The production is cast at Opera Australia’s upper end – that is, three visitors, one returning Australian (Jonathan Summers – lugubrious as ever – it’s something about his mouth rather than just the baritonal mode), supported by some of their stronger local singers in the middling parts. It’s an Opera Conference production, made to be shared by different companies and therefore used in different venues. Perhaps not coincidentally, the set is more a matter of properties wheeled on to the stage – some quite large – rather than a built set.

I enjoyed it. I could go again, but one thing (apart from frugality) might stop me.

The director has decided to make “destiny” visual. Mostly this is done by the use of skull-masked chorus members who seem to embody evil spirits referred to by the ill-fated sister, Leonora (obviously a common Spanish name, at least in operas) relatively early in the piece. Rather heavy-handedly, they even sweep onto the stage before the vengeful brother in the final scene and the man of God crosses himself in apprehension as they pass.

That much I could handle, but then (well, not then – it started from the beginning of the Overture) the director decided to make Preziosilla, the gypsy fortune teller and singer of cheerfully militaristic numbers (which in any case are capable of being interpreted as a kind of dramatic irony) to be the [un]Deus-ex-machina of the piece who personifies destiny as a plot-propelling device. What this actually means is that almost every solitary aria is upstaged by her emoting in various ways in the background or miming puppet-masterish gestures, she has a wild laugh or two at the poor characters’ expense and then, quite incongruously, when it comes to her song to war (Rataplan!) she has a sudden uncharacteristic access of grief or compassion.

This was irritating.

Please, lose the ubiquitous Preziosilla, and sing “Rataplan!” deadpan! It can be much grimmer that way – as well as more faithful to its musical conception.

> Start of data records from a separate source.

/// Recursively copy directory contents, skipping anything under `excluded`
pub fn copy_directory_recursive<'a>(
    src: &'a Path,
    dst: &'a Path,
    excluded: &'a [PathBuf],
) -> std::pin::Pin<Box<dyn std::future::Future<Output = Result<(), Error>> + Send + 'a>> {
    Box::pin(async move {
        unlink_symlink(dst).await?;
        fs::create_dir_all(dst)
            .await
            .map_err(|e| Error::io_with_path(&e, dst))?;

        let mut entries = fs::read_dir(src)
            .await
            .map_err(|e| Error::io_with_path(&e, src))?;
        while let Some(entry) = entries.next_entry().await? {
            let entry_path = entry.path();
            if is_excluded(&entry_path, excluded) {
                continue;
            }
            let dst_path = dst.join(entry.file_name());
            let file_type = entry.file_type().await?;

            if file_type.is_dir() {
                copy_directory_recursive(&entry_path, &dst_path, excluded).await?;
            } else if file_type.is_symlink() {
                copy_symlink(&entry_path, &dst_path).await?;
            } else {
                copy_file(&entry_path, &dst_path).await?;
            }
        }

        Ok(())
    })
}

#[cfg(test)]
mod tests {
    use super::*;
    use tempfile::TempDir;

    #[test]
    fn test_normalize_image_path() {
        assert_eq!(normalize_image_path("/", "app"), "/app");
        assert_eq!(normalize_image_path("/app", "."), "/app");
        assert_eq!(normalize_image_path("/app", "src/../lib/"), "/app/lib");
        assert_eq!(normalize_image_path("/app", "/srv"), "/srv");
        assert_eq!(normalize_image_path("/app", "../../../etc"), "/etc");
        assert_eq!(normalize_image_path("/", ".."), "/");
    }

    #[test]
    fn test_literal_prefix() {
        assert_eq!(literal_prefix("docker/*.sh"), PathBuf::from("docker"));
        assert_eq!(literal_prefix("*"), PathBuf::new());
        assert_eq!(literal_prefix("a/b/c.txt"), PathBuf::from("a/b/c.txt"));
        assert_eq!(literal_prefix("src/**/mod.rs"), PathBuf::from("src"));
    }

    #[test]
    fn test_match_glob_star_stays_in_directory() {
        let temp = TempDir::new().unwrap();
        let root = temp.path();
        std::fs::create_dir_all(root.join("docker/nested")).unwrap();
        std::fs::write(root.join("docker/entry.sh"), "#!/bin/sh").unwrap();
        std::fs::write(root.join("docker/nested/deep.sh"), "#!/bin/sh").unwrap();
        std::fs::write(root.join("docker/readme.md"), "docs").unwrap();

        let matches = match_glob(root, "docker/*.sh", &[]).unwrap();
        assert_eq!(
            matches,
            vec![GlobMatch {
                relative: PathBuf::from("docker/entry.sh"),
                is_dir: false
            }]
        );

        let deep = match_glob(root, "docker/**/*.sh", &[]).unwrap();
        assert_eq!(deep.len(), 2);

        assert!(match_glob(root, "missing/*.sh", &[]).unwrap().is_empty());
        assert!(match_glob(root, "nothing-here.txt", &[]).unwrap().is_empty());
    }

    #[test]
    fn test_prune_nested() {
        let matches = vec![
            GlobMatch {
                relative: PathBuf::from("app"),
                is_dir: true,
            },
            GlobMatch {
                relative: PathBuf::from("app/main.py"),
                is_dir: false,
            },
            GlobMatch {
                relative: PathBuf::from("pyproject.toml"),
                is_dir: false,
            },
        ];
        let kept = prune_nested(matches);
        assert_eq!(kept.len(), 2);
        assert_eq!(kept[1].relative, PathBuf::from("pyproject.toml"));
    }

    #[tokio::test]
    async fn test_copy_directory_recursive() {
        let temp = TempDir::new().unwrap();
        let src = temp.path().join("src");
        std::fs::create_dir_all(src.join("pkg")).unwrap();
        std::fs::write(src.join("pkg/mod.py"), "x = 1").unwrap();
        std::fs::write(src.join("main.py"), "print()").unwrap();

        let dst = temp.path().join("dst");
        copy_directory_recursive(&src, &dst, &[]).await.unwrap();

        assert_eq!(std::fs::read_to_string(dst.join("pkg/mod.py")).unwrap(), "x = 1");
        assert!(dst.join("main.py").is_file());
    }

    #[test]
    fn test_excluded_entries_are_not_matched() {
        let temp = TempDir::new().unwrap();
        let root = temp.path();
        std::fs::create_dir_all(root.join("kiln-out/app/rootfs")).unwrap();
        std::fs::write(root.join("kiln-out/app/image.json"), "{}").unwrap();
        std::fs::write(root.join("main.py"), "print()").unwrap();
        let excluded = vec![root.join("kiln-out")];

        let all = match_glob(root, "**/*", &excluded).unwrap();
        assert_eq!(
            all,
            vec![GlobMatch {
                relative: PathBuf::from("main.py"),
                is_dir: false
            }]
        );
        assert!(match_glob(root, "kiln-out/app", &excluded).unwrap().is_empty());
    }

    #[tokio::test]
    async fn test_copy_skips_excluded_subtree() {
        let temp = TempDir::new().unwrap();
        let src = temp.path().join("src");
        std::fs::create_dir_all(src.join("kiln-out/.kiln-staging-1")).unwrap();
        std::fs::write(src.join("main.py"), "print()").unwrap();

        let dst = temp.path().join("dst");
        copy_directory_recursive(&src, &dst, &[src.join("kiln-out")])
            .await
            .unwrap();

        assert!(dst.join("main.py").is_file());
        assert!(!dst.join("kiln-out").exists());
    }

    #[tokio::test]
    async fn test_resolve_in_root_keeps_links_inside() {
        let temp = TempDir::new().unwrap();
        let root = temp.path().join("rootfs");
        let outside = temp.path().join("outside");
        std::fs::create_dir_all(root.join("usr/lib")).unwrap();
        std::fs::create_dir_all(&outside).unwrap();
        std::os::unix::fs::symlink(&outside, root.join("escape")).unwrap();
        std::os::unix::fs::symlink("/usr/lib", root.join("lib")).unwrap();
        std::os::unix::fs::symlink("../../../..", root.join("usr/up")).unwrap();

        // An absolute host target is reinterpreted inside the image
        let escaped = resolve_in_root(&root, Path::new("/escape/created"))
            .await
            .unwrap();
        assert!(escaped.starts_with(&root));
        assert!(!escaped.starts_with(&outside));

        assert_eq!(
            resolve_in_root(&root, Path::new("/lib/libc.so")).await.unwrap(),
            root.join("usr/lib/libc.so")
        );
        assert_eq!(
            resolve_in_root(&root, Path::new("/usr/up/etc")).await.unwrap(),
            root.join("etc")
        );
    }

    #[tokio::test]
    async fn test_resolve_in_root_detects_loops() {
        let temp = TempDir::new().unwrap();
        let root = temp.path();
        std::os::unix::fs::symlink("b", root.join("a")).unwrap();
        std::os::unix::fs::symlink("a", root.join("b")).unwrap();

        let err = resolve_in_root(root, Path::new("/a/file")).await.unwrap_err();
        assert!(matches!(err, Error::Build(BuildError::InvalidPath { .. })));
    }

    #[tokio::test]
    async fn test_copy_replaces_symlink_destinations() {
        let temp = TempDir::new().unwrap();
        let outside = temp.path().join("outside");
        std::fs::create_dir_all(&outside).unwrap();
        let src = temp.path().join("src");
        std::fs::create_dir_all(src.join("data")).unwrap();
        std::fs::write(src.join("data/payload"), "p").unwrap();
        let dst = temp.path().join("dst");
        std::fs::create_dir_all(&dst).unwrap();
        std::os::unix::fs::symlink(&outside, dst.join("data")).unwrap();

        copy_directory_recursive(&src, &dst, &[]).await.unwrap();

        assert!(dst.join("data/payload").is_file());
        assert!(!outside.join("payload").exists());
    }
}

I expect it is too late to hope for changes on this run, but I wouldn’t be surprised if at least the first which I urge occurred before the next Opera Conference outing, unless counter-suggestibility applies. Don’t tell me people didn’t wonder about it even in the rehearsals – though you could say that at this point the right thing to do is to let the artist (in this case the director) put his concept before the public.

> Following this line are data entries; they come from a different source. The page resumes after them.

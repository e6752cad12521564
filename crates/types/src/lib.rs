#![deny(clippy::pedantic, unsafe_code)]
#![allow(clippy::module_name_repetitions)]

//! Core type definitions for kiln
//!
//! This crate provides the value types shared by the builder, the event
//! system and the CLI: build steps, file modes, image descriptors and the
//! small enums that drive output rendering.

pub mod image;
pub mod reports;
pub mod step;

pub use image::ImageDescriptor;
pub use reports::BuildReport;
pub use step::{BuildStep, FileMode, StepKind};

use kiln_errors::ConfigError;
use serde::{Deserialize, Serialize};
use std::str::FromStr;

/// Output format for CLI commands
#[derive(Debug, Clone, Copy, PartialEq, Eq, Serialize, Deserialize)]
#[serde(rename_all = "lowercase")]
pub enum OutputFormat {
    Plain,
    Tty,
    Json,
}

impl Default for OutputFormat {
    fn default() -> Self {
        Self::Tty
    }
}

/// Color output choice
#[derive(Debug, Clone, Copy, PartialEq, Eq, Serialize, Deserialize)]
#[serde(rename_all = "lowercase")]
pub enum ColorChoice {
    Always,
    Auto,
    Never,
}

impl clap::ValueEnum for ColorChoice {
    fn value_variants<'a>() -> &'a [Self] {
        &[Self::Always, Self::Auto, Self::Never]
    }

    fn to_possible_value(&self) -> Option<clap::builder::PossibleValue> {
        Some(match self {
            Self::Always => clap::builder::PossibleValue::new("always"),
            Self::Auto => clap::builder::PossibleValue::new("auto"),
            Self::Never => clap::builder::PossibleValue::new("never"),
        })
    }
}

impl Default for ColorChoice {
    fn default() -> Self {
        Self::Auto
    }
}

/// What to do when a copy or permission pattern matches no files
#[derive(Debug, Clone, Copy, PartialEq, Eq, Serialize, Deserialize)]
#[serde(rename_all = "lowercase")]
pub enum EmptyGlobPolicy {
    /// Zero matches is a `SourceNotFound` failure
    Fail,
    /// Zero matches is a no-op
    Ignore,
}

impl Default for EmptyGlobPolicy {
    fn default() -> Self {
        Self::Fail
    }
}

impl FromStr for EmptyGlobPolicy {
    type Err = ConfigError;

    fn from_str(s: &str) -> Result<Self, Self::Err> {
        match s {
            "fail" => Ok(Self::Fail),
            "ignore" => Ok(Self::Ignore),
            _ => Err(ConfigError::InvalidValue {
                field: "empty_glob".to_string(),
                value: s.to_string(),
            }),
        }
    }
}

impl std::fmt::Display for EmptyGlobPolicy {
    fn fmt(&self, f: &mut std::fmt::Formatter<'_>) -> std::fmt::Result {
        match self {
            Self::Fail => write!(f, "fail"),
            Self::Ignore => write!(f, "ignore"),
        }
    }
}

impl clap::ValueEnum for EmptyGlobPolicy {
    fn value_variants<'a>() -> &'a [Self] {
        &[Self::Fail, Self::Ignore]
    }

    fn to_possible_value(&self) -> Option<clap::builder::PossibleValue> {
        Some(match self {
            Self::Fail => clap::builder::PossibleValue::new("fail"),
            Self::Ignore => clap::builder::PossibleValue::new("ignore"),
        })
    }
}

/// Terminal and non-terminal states of a build sequence
#[derive(Debug, Clone, Copy, PartialEq, Eq, Serialize, Deserialize)]
#[serde(rename_all = "snake_case")]
pub enum SequenceState {
    Running,
    Succeeded,
    Failed,
}

impl std::fmt::Display for SequenceState {
    fn fmt(&self, f: &mut std::fmt::Formatter<'_>) -> std::fmt::Result {
        match self {
            Self::Running => write!(f, "running"),
            Self::Succeeded => write!(f, "succeeded"),
            Self::Failed => write!(f, "failed"),
        }
    }
}
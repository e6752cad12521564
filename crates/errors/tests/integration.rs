//! Integration tests for error types

#[cfg(test)]
mod tests {
    use kiln_errors::*;

    #[test]
    fn test_error_conversion() {
        let build_err = BuildError::PathNotFound {
            path: "/app".into(),
        };
        let err: Error = build_err.into();
        assert!(matches!(err, Error::Build(_)));
    }

    #[test]
    fn test_error_display() {
        let err = BuildError::StepExecution {
            command: "poetry install".into(),
            exit_code: Some(1),
        };
        assert_eq!(
            err.to_string(),
            "command `poetry install` exited with status 1"
        );

        let err = BuildError::StepExecution {
            command: "sleep 10".into(),
            exit_code: None,
        };
        assert_eq!(err.to_string(), "command `sleep 10` was terminated by a signal");
    }

    #[test]
    fn test_step_failure_names_step() {
        let err: Error = BuildError::SourceNotFound {
            pattern: "docker/*.sh".into(),
        }
        .into();
        let err = err.at_step(9, "set-file-permissions");

        assert_eq!(err.failed_step(), Some(9));
        assert_eq!(
            err.to_string(),
            "build failed at step 9 (set-file-permissions): build error: no files match docker/*.sh"
        );
        assert!(matches!(
            err.as_build_error(),
            Some(BuildError::SourceNotFound { .. })
        ));
        assert_eq!(err.user_code(), Some("build.source_not_found"));
    }

    #[test]
    fn test_manifest_failure_is_step_execution() {
        let err = BuildError::ManifestInstallFailed {
            manifest: "pyproject.toml".into(),
            command: "poetry install".into(),
            exit_code: Some(2),
        };
        assert!(err.is_step_execution());
        assert_eq!(err.exit_code(), Some(2));

        let missing = BuildError::ManifestMissing {
            path: "/app/pyproject.toml".into(),
        };
        assert!(!missing.is_step_execution());
        assert_eq!(missing.exit_code(), None);
    }

    #[test]
    fn test_error_clone() {
        let err = BuildError::InvalidMode { mode: "9z9".into() };
        let cloned = err.clone();
        assert_eq!(err.to_string(), cloned.to_string());
    }

    #[test]
    fn test_io_error_conversion() {
        let io_err = std::io::Error::new(std::io::ErrorKind::PermissionDenied, "test");
        let err: Error = io_err.into();
        assert!(matches!(
            err,
            Error::Io {
                kind: std::io::ErrorKind::PermissionDenied,
                ..
            }
        ));
        assert!(err.is_retryable());
    }
}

Mr Licata conducted. There were numerous orchestral felicities, including flute, oboe and clarinet solos (the violin solo was played by two) and a rare sighting of the cimbasso (Conversely, a rising arpeggio figure accompanying Leonora’s first aria went astray at the same point each time it recurred. I’m sure it’s tricky but I hope the player in question doesn’t think what he is doing at present is good enough.) There were some terrific costumes and though for me the candle-lit scene was disappointing (the current production of Il Trovatore does candles better in a similar context) there was a particularly arresting tableau at the end, which was both shocking and eloquent.

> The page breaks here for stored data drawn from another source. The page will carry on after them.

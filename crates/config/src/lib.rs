#![deny(clippy::pedantic, unsafe_code)]
#![allow(clippy::module_name_repetitions)]

//! Configuration management for kiln
//!
//! This crate handles loading and merging configuration from:
//! - Default values (hard-coded)
//! - Configuration file (~/.config/kiln/config.toml)
//! - Environment variables
//! - CLI flags (applied by the CLI itself)

pub mod constants;

use kiln_errors::{ConfigError, Error};
use kiln_types::{ColorChoice, EmptyGlobPolicy, OutputFormat};
use serde::{Deserialize, Serialize};
use std::path::{Path, PathBuf};
use tokio::fs;

/// Main configuration structure
#[derive(Debug, Clone, Serialize, Deserialize, Default)]
pub struct Config {
    #[serde(default)]
    pub general: GeneralConfig,

    #[serde(default)]
    pub build: BuildConfig,

    #[serde(default)]
    pub paths: PathConfig,
}

/// General configuration
#[derive(Debug, Clone, Serialize, Deserialize)]
pub struct GeneralConfig {
    #[serde(default = "default_output_format")]
    pub default_output: OutputFormat,
    #[serde(default = "default_color_choice")]
    pub color: ColorChoice,
}

/// Build configuration
#[derive(Debug, Clone, Serialize, Deserialize)]
pub struct BuildConfig {
    /// Policy for copy and permission patterns that match nothing
    #[serde(default)]
    pub empty_glob: EmptyGlobPolicy,
    /// Default per-command timeout in seconds (0 = none)
    #[serde(default)]
    pub step_timeout: u64,
    /// Whole-sequence timeout in seconds (0 = none)
    #[serde(default)]
    pub sequence_timeout: u64,
    /// Shell interpreting run-command lines
    #[serde(default = "default_shell")]
    pub shell: String,
    /// Directory seeding the image filesystem before the first step
    #[serde(default)]
    pub base_rootfs: Option<PathBuf>,
}

/// Path configuration
#[derive(Debug, Clone, Serialize, Deserialize, Default)]
pub struct PathConfig {
    pub output_dir: Option<PathBuf>,
}

impl Default for GeneralConfig {
    fn default() -> Self {
        Self {
            default_output: OutputFormat::Tty,
            color: ColorChoice::Auto,
        }
    }
}

impl Default for BuildConfig {
    fn default() -> Self {
        Self {
            empty_glob: EmptyGlobPolicy::Fail,
            step_timeout: 0,
            sequence_timeout: 0,
            shell: default_shell(),
            base_rootfs: None,
        }
    }
}

fn default_output_format() -> OutputFormat {
    OutputFormat::Tty
}

fn default_color_choice() -> ColorChoice {
    ColorChoice::Auto
}

fn default_shell() -> String {
    constants::DEFAULT_SHELL.to_string()
}

impl BuildConfig {
    /// Per-command timeout, `None` when disabled
    #[must_use]
    pub fn step_timeout(&self) -> Option<u64> {
        (self.step_timeout > 0).then_some(self.step_timeout)
    }

    /// Whole-sequence timeout, `None` when disabled
    #[must_use]
    pub fn sequence_timeout(&self) -> Option<u64> {
        (self.sequence_timeout > 0).then_some(self.sequence_timeout)
    }
}

impl Config {
    /// Get the default config file path
    ///
    /// # Errors
    ///
    /// Returns an error if the system config directory cannot be determined.
    pub fn default_path() -> Result<PathBuf, Error> {
        let config_dir = dirs::config_dir().ok_or_else(|| ConfigError::NotFound {
            path: "config directory".to_string(),
        })?;
        Ok(config_dir.join("kiln").join("config.toml"))
    }

    /// Directory receiving debug log files
    #[must_use]
    pub fn logs_dir() -> PathBuf {
        dirs::cache_dir()
            .unwrap_or_else(std::env::temp_dir)
            .join("kiln")
            .join("logs")
    }

    /// Load configuration from file
    ///
    /// # Errors
    ///
    /// Returns an error if the file cannot be read or does not parse.
    pub async fn load_from_file(path: &Path) -> Result<Self, Error> {
        let contents = fs::read_to_string(path)
            .await
            .map_err(|_| ConfigError::NotFound {
                path: path.display().to_string(),
            })?;

        toml::from_str(&contents)
            .map_err(|e| ConfigError::ParseError {
                message: e.to_string(),
            })
            .map_err(Into::into)
    }

    /// Load configuration with fallback to defaults
    ///
    /// # Errors
    ///
    /// Returns an error if the configuration file exists but cannot be read
    /// or parsed.
    pub async fn load() -> Result<Self, Error> {
        let config_path = Self::default_path()?;

        if config_path.exists() {
            Self::load_from_file(&config_path).await
        } else {
            tracing::debug!(path = %config_path.display(), "no config file, using defaults");
            Ok(Self::default())
        }
    }

    /// Load configuration from an explicit path, or the default location
    ///
    /// # Errors
    ///
    /// Returns an error if the config file cannot be read or parsed
    pub async fn load_or_default(path: Option<&Path>) -> Result<Self, Error> {
        match path {
            Some(config_path) => Self::load_from_file(config_path).await,
            None => Self::load().await,
        }
    }

    /// Merge with environment variables
    ///
    /// # Errors
    ///
    /// Returns an error if an environment variable holds an invalid value.
    pub fn merge_env(&mut self) -> Result<(), Error> {
        self.merge_vars(|key| std::env::var(key).ok())
    }

    /// Merge values from a variable lookup (environment or a test double)
    ///
    /// # Errors
    ///
    /// Returns an error if a variable holds an invalid value.
    pub fn merge_vars<F>(&mut self, lookup: F) -> Result<(), Error>
    where
        F: Fn(&str) -> Option<String>,
    {
        if let Some(output) = lookup(constants::ENV_OUTPUT) {
            self.general.default_output = match output.as_str() {
                "plain" => OutputFormat::Plain,
                "tty" => OutputFormat::Tty,
                "json" => OutputFormat::Json,
                _ => return Err(invalid(constants::ENV_OUTPUT, output)),
            };
        }

        if let Some(color) = lookup(constants::ENV_COLOR) {
            self.general.color = match color.as_str() {
                "always" => ColorChoice::Always,
                "auto" => ColorChoice::Auto,
                "never" => ColorChoice::Never,
                _ => return Err(invalid(constants::ENV_COLOR, color)),
            };
        }

        if let Some(policy) = lookup(constants::ENV_EMPTY_GLOB) {
            self.build.empty_glob = policy
                .parse()
                .map_err(|_| invalid(constants::ENV_EMPTY_GLOB, policy))?;
        }

        if let Some(seconds) = lookup(constants::ENV_STEP_TIMEOUT) {
            self.build.step_timeout = seconds
                .parse()
                .map_err(|_| invalid(constants::ENV_STEP_TIMEOUT, seconds))?;
        }

        if let Some(seconds) = lookup(constants::ENV_SEQUENCE_TIMEOUT) {
            self.build.sequence_timeout = seconds
                .parse()
                .map_err(|_| invalid(constants::ENV_SEQUENCE_TIMEOUT, seconds))?;
        }

        if let Some(shell) = lookup(constants::ENV_SHELL) {
            if shell.trim().is_empty() {
                return Err(invalid(constants::ENV_SHELL, shell));
            }
            self.build.shell = shell;
        }

        Ok(())
    }

    /// Get the output directory (with default)
    #[must_use]
    pub fn output_dir(&self) -> PathBuf {
        self.paths
            .output_dir
            .clone()
            .unwrap_or_else(|| PathBuf::from(constants::DEFAULT_OUTPUT_DIR))
    }
}

fn invalid(field: &str, value: String) -> Error {
    ConfigError::InvalidValue {
        field: field.to_string(),
        value,
    }
    .into()
}

#[cfg(test)]
mod tests {
    use super::*;

    #[test]
    fn test_defaults() {
        let config = Config::default();
        assert_eq!(config.build.empty_glob, EmptyGlobPolicy::Fail);
        assert_eq!(config.build.shell, "/bin/sh");
        assert_eq!(config.build.step_timeout(), None);
        assert_eq!(config.output_dir(), PathBuf::from("kiln-out"));
    }

    #[test]
    fn test_timeouts_enabled_when_positive() {
        let mut config = Config::default();
        config.build.step_timeout = 30;
        config.build.sequence_timeout = 600;
        assert_eq!(config.build.step_timeout(), Some(30));
        assert_eq!(config.build.sequence_timeout(), Some(600));
    }
}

Despite the drawn-out and improbable plot, when the two men sang that sad little destiny tune to each other at the end which we had first heard in the overture the drama all came together. D told me he was moved to tears.

2 Responses to “Rataplan!”

  1. wanderer Says:

    This is getting good press and I’m sorely tempted, not having seen it since a rehearsal when Lisa Gasteen covered for Joan Carden, whenever that was, but funds are pretty compromised.

    That AusStage resource is a good find, thanks.

    Mark Thomson speaks to the Presiozilla business here.

    Got back on the weekend.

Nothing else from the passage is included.